Depuis des décennies, lorsqu’on parle de cette mystérieuse énergie sombre qui compose le plus gros du cosmos, la physique prend pour acquis qu’il s’agit de quelque chose d’immuable, qui fait partie de la structure même de l’univers. Et s’il se confirmait qu’elle évolue dans le temps?
La question a beau être aussi éloignée qu’il est possible de l’être de la vie quotidienne du Terrien moyen, elle n’en passionne pas moins physiciens et astrophysiciens, parce qu’elle est au coeur des constantes qui définissent la physique — et du coup, qui définissent la composition même de tout ce qui nous entoure, jusqu’à l’infiniment grand.
La boîte de Pandore a été réouverte par un instrument appelé le Dark Energy Spectroscopic Instrument, ou DESI. En opérations depuis 2019 à l’Observatoire de Kitt Peak, en Arizona, il a pour tâche d’effectuer des relevés de galaxies lointaines, précisément dans le but de mesurer l’expansion de l’univers et l’énergie noire.
Les nouvelles données, dévoilées ces derniers jours dans plusieurs articles prépubliés par l’équipe internationale de DESI, et lors du congrès de la Société américaine de physique, portent sur près de 15 millions de galaxies et de quasars s’étalant sur 11 milliards d’années — puisque plus l’objet est éloigné, plus on le voit tel qu’il était dans un passé lointain. Et ces données suggèrent que l’énergie noire s’affaiblit au fil de ces milliards d’années.

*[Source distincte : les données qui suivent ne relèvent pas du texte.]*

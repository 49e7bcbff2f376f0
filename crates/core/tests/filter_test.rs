use chrono::{Days, NaiveDate, NaiveTime};
use pretty_assertions::assert_eq;
use rstest::rstest;
use visitbook_core::{
    filter::{admissible_visit1, admissible_visit2, are_compatible, visit1_date_for, visit2_date_for},
    models::{selection::Selection, slot::Slot},
};

fn slot(date: &str, time: &str) -> Slot {
    let date = NaiveDate::parse_from_str(date, "%Y-%m-%d").unwrap();
    let time = NaiveTime::parse_from_str(time, "%H:%M").unwrap();
    Slot {
        id: format!("{}|{}", date, time.format("%H:%M")),
        date_label: date.format("%a %b %-d").to_string(),
        time_label: time.format("%-I:%M %p").to_string(),
        date,
        time,
    }
}

fn keys(slots: &[&Slot]) -> Vec<String> {
    slots.iter().map(|s| s.key().to_string()).collect()
}

fn visit2_catalog() -> Vec<Slot> {
    vec![
        slot("2025-07-23", "10:00"),
        slot("2025-07-21", "09:00"),
        slot("2025-07-23", "08:00"),
        slot("2025-07-24", "09:00"),
    ]
}

#[test]
fn test_admissible_visit2_restricts_to_next_day() {
    let catalog = visit2_catalog();
    let chosen = slot("2025-07-22", "09:00");

    let admissible = admissible_visit2(Some(&chosen), &catalog);

    // Catalog order is kept.
    assert_eq!(keys(&admissible), vec!["2025-07-23|10:00", "2025-07-23|08:00"]);
    for candidate in admissible {
        assert_eq!(Some(candidate.date), chosen.date.checked_add_days(Days::new(1)));
    }
}

#[test]
fn test_admissible_visit1_restricts_to_previous_day() {
    let catalog = vec![
        slot("2025-07-20", "09:00"),
        slot("2025-07-22", "09:00"),
        slot("2025-07-22", "13:00"),
    ];
    let chosen = slot("2025-07-23", "10:00");

    let admissible = admissible_visit1(Some(&chosen), &catalog);

    assert_eq!(keys(&admissible), vec!["2025-07-22|09:00", "2025-07-22|13:00"]);
}

#[test]
fn test_empty_choice_returns_full_catalog() {
    let catalog = visit2_catalog();

    let visit2 = admissible_visit2(None, &catalog);
    let visit1 = admissible_visit1(None, &catalog);

    let expected: Vec<&Slot> = catalog.iter().collect();
    assert_eq!(visit2, expected);
    assert_eq!(visit1, expected);
}

#[test]
fn test_no_next_day_slots_yields_empty_list() {
    // Visit 1 on the 20th wants Visit 2 on the 21st; only the 22nd and later exist.
    let catalog = vec![slot("2025-07-22", "09:00"), slot("2025-07-23", "09:00")];
    let chosen = slot("2025-07-20", "09:00");

    assert!(admissible_visit2(Some(&chosen), &catalog).is_empty());
}

#[rstest]
#[case("2025-07-31", "2025-08-01")]
#[case("2025-12-31", "2026-01-01")]
#[case("2024-02-28", "2024-02-29")]
#[case("2025-02-28", "2025-03-01")]
#[case("2025-03-29", "2025-03-30")] // daylight saving switch in Europe
#[case("2025-11-01", "2025-11-02")] // daylight saving switch in the US
fn test_day_offset_crosses_boundaries(#[case] visit1: &str, #[case] visit2: &str) {
    let visit1 = NaiveDate::parse_from_str(visit1, "%Y-%m-%d").unwrap();
    let visit2 = NaiveDate::parse_from_str(visit2, "%Y-%m-%d").unwrap();

    assert_eq!(visit2_date_for(visit1), Some(visit2));
    assert_eq!(visit1_date_for(visit2), Some(visit1));
}

#[rstest]
#[case("2025-07-22", "2025-07-23", true)]
#[case("2025-07-22", "2025-07-22", false)]
#[case("2025-07-22", "2025-07-24", false)]
#[case("2025-07-23", "2025-07-22", false)]
fn test_are_compatible(#[case] visit1: &str, #[case] visit2: &str, #[case] expected: bool) {
    assert_eq!(
        are_compatible(&slot(visit1, "09:00"), &slot(visit2, "10:00")),
        expected
    );
}

#[test]
fn test_selection_consistency() {
    let mut selection = Selection::default();
    assert!(selection.is_empty());
    assert!(selection.is_consistent());

    selection.visit1 = Some(slot("2025-07-22", "09:00"));
    assert!(!selection.is_complete());
    assert!(selection.is_consistent());

    selection.visit2 = Some(slot("2025-07-24", "09:00"));
    assert!(selection.is_complete());
    assert!(!selection.is_consistent());

    selection.visit2 = Some(slot("2025-07-23", "09:00"));
    assert!(selection.is_consistent());

    selection.clear();
    assert_eq!(selection, Selection::default());
}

Dans leurs communications, les physiciens soulignent prudemment « si ces données sont confirmées », puisqu’à cette échelle, le risque d’erreur peut être élevé et que leurs articles n’ont pas encore été révisés par des pairs. Mais en même temps, cette « découverte » ne sort pas de nulle part: en avril 2024, les données préliminaires de DESI avaient déjà suggéré que l’énergie sombre pourrait être plus faible que jadis. Il s’agissait alors de données couvrant une année d’observations. On en est maintenant à trois années d’observations.
Il y a longtemps qu’il ne fait plus de doute que l’énergie sombre est là, tout comme la matière sombre, parce qu’on peut mesurer indirectement la masse manquante. Et pas qu’un peu, puisqu’à elles deux, elles représenteraient jusqu’à 95% de notre univers. Mais on ignore toujours ce que c’est, qu’est-ce qui les compose ou comment elles interagissent avec le « reste ».

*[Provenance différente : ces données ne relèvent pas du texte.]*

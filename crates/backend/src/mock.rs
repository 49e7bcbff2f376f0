use async_trait::async_trait;
use mockall::mock;
use visitbook_core::models::{
    booking::{BookingRecord, CancelOutcome, SubmissionRequest, SubmitOutcome},
    slot::SlotsPayload,
};

use crate::{delivery::CodeSender, BookingBackend};

// Mock collaborators for testing
mock! {
    pub Backend {}

    #[async_trait]
    impl BookingBackend for Backend {
        async fn get_slots(&self) -> eyre::Result<SlotsPayload>;

        async fn get_booking(&self, address: &str) -> eyre::Result<BookingRecord>;

        async fn submit_booking(&self, request: &SubmissionRequest) -> eyre::Result<SubmitOutcome>;

        async fn cancel_booking(&self, address: &str) -> eyre::Result<CancelOutcome>;
    }
}

mock! {
    pub CodeDelivery {}

    #[async_trait]
    impl CodeSender for CodeDelivery {
        async fn send_code(&self, address: &str, code: &str) -> eyre::Result<()>;
    }
}

use eyre::eyre;
use pretty_assertions::assert_eq;
use serde_json::json;
use test_utils::{key, payload, standard_payload};
use visitbook_backend::mock::MockBackend;
use visitbook_core::{errors::BookingError, models::slot::{RawSlot, SlotsPayload}};
use visitbook_session::SlotCatalog;

fn keys(slots: &[visitbook_core::models::slot::Slot]) -> Vec<String> {
    slots.iter().map(|s| s.key().to_string()).collect()
}

#[tokio::test]
async fn test_refresh_replaces_both_lists() {
    let mut backend = MockBackend::new();
    let mut seq = mockall::Sequence::new();
    backend
        .expect_get_slots()
        .times(1)
        .in_sequence(&mut seq)
        .returning(|| Ok(standard_payload()));
    backend
        .expect_get_slots()
        .times(1)
        .in_sequence(&mut seq)
        .returning(|| Ok(payload(&[("2025-07-25", "09:00")], &[])));

    let mut catalog = SlotCatalog::default();
    assert!(!catalog.is_loaded());

    catalog.refresh(&backend).await.unwrap();
    assert_eq!(catalog.visit1().len(), 3);
    assert_eq!(catalog.visit2().len(), 3);

    catalog.refresh(&backend).await.unwrap();
    assert_eq!(keys(catalog.visit1()), vec!["2025-07-25|09:00"]);
    assert!(catalog.visit2().is_empty());
}

#[tokio::test]
async fn test_failed_refresh_keeps_previous_snapshot() {
    let mut backend = MockBackend::new();
    let mut seq = mockall::Sequence::new();
    backend
        .expect_get_slots()
        .times(1)
        .in_sequence(&mut seq)
        .returning(|| Ok(standard_payload()));
    backend
        .expect_get_slots()
        .times(1)
        .in_sequence(&mut seq)
        .returning(|| Err(eyre!("connection reset")));

    let mut catalog = SlotCatalog::default();
    catalog.refresh(&backend).await.unwrap();
    let refreshed_at = catalog.refreshed_at();

    let err = catalog.refresh(&backend).await.unwrap_err();

    assert_eq!(err, BookingError::Fetch("Failed to fetch slots".to_string()));
    assert_eq!(catalog.visit1().len(), 3);
    assert_eq!(catalog.refreshed_at(), refreshed_at);
}

#[test]
fn test_rows_are_normalized_and_malformed_rows_skipped() {
    let payload: SlotsPayload = serde_json::from_value(json!({
        "visit1": [
            [1, "Tue Jul 22", "9:00 AM", "2025-07-22T00:00:00.000Z", "9:00"],
            [2, "broken"],
            {"id": 3, "dateLabel": "Wed", "timeLabel": "1 PM", "dateKey": "2025-07-23", "timeKey": "13:00"}
        ],
        "visit2": [
            [4, "Wed Jul 23", "10:00 AM", "not a date", "10:00"]
        ]
    }))
    .unwrap();

    let mut catalog = SlotCatalog::default();
    catalog.replace(payload);

    assert_eq!(keys(catalog.visit1()), vec!["2025-07-22|09:00", "2025-07-23|13:00"]);
    assert!(catalog.visit2().is_empty());
    assert!(catalog.find_visit1(key("2025-07-23|13:00")).is_some());
    assert!(catalog.find_visit2(key("2025-07-23|10:00")).is_none());
}

#[test]
fn test_missing_lists_default_to_empty() {
    let payload: SlotsPayload = serde_json::from_str(r#"{"visit1": []}"#).unwrap();
    assert_eq!(payload.visit2, Vec::<RawSlot>::new());

    let mut catalog = SlotCatalog::default();
    catalog.replace(payload);
    assert!(catalog.is_loaded());
}
pub mod booking;
pub mod selection;
pub mod slot;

Toutefois, dans les modèles cosmologiques, l’énergie sombre était considérée comme une constante, dont la détermination de la masse ferait éventuellement la différence quant au sort futur de notre univers: est-il ou non voué à poursuivre indéfiniment son expansion.
Dans les années 1920, la physique avait déterminé que l’univers était en expansion, et en 1998, elle avait ajouté à cela que cette expansion était en accélération, ce qui ne pouvait s’expliquer que par ce mystérieux « moteur » qu’était l’énergie sombre. Mais s’il s’avère que ce moteur s’affaiblit au fil des milliards d’années — donc, que l’accélération en question diminue dans le temps — cela ne fait pas que complexifier la question: cela remet tout le modèle en question, et c’est ce que commentent passionnément physiciens et astrophysiciens depuis quelques jours.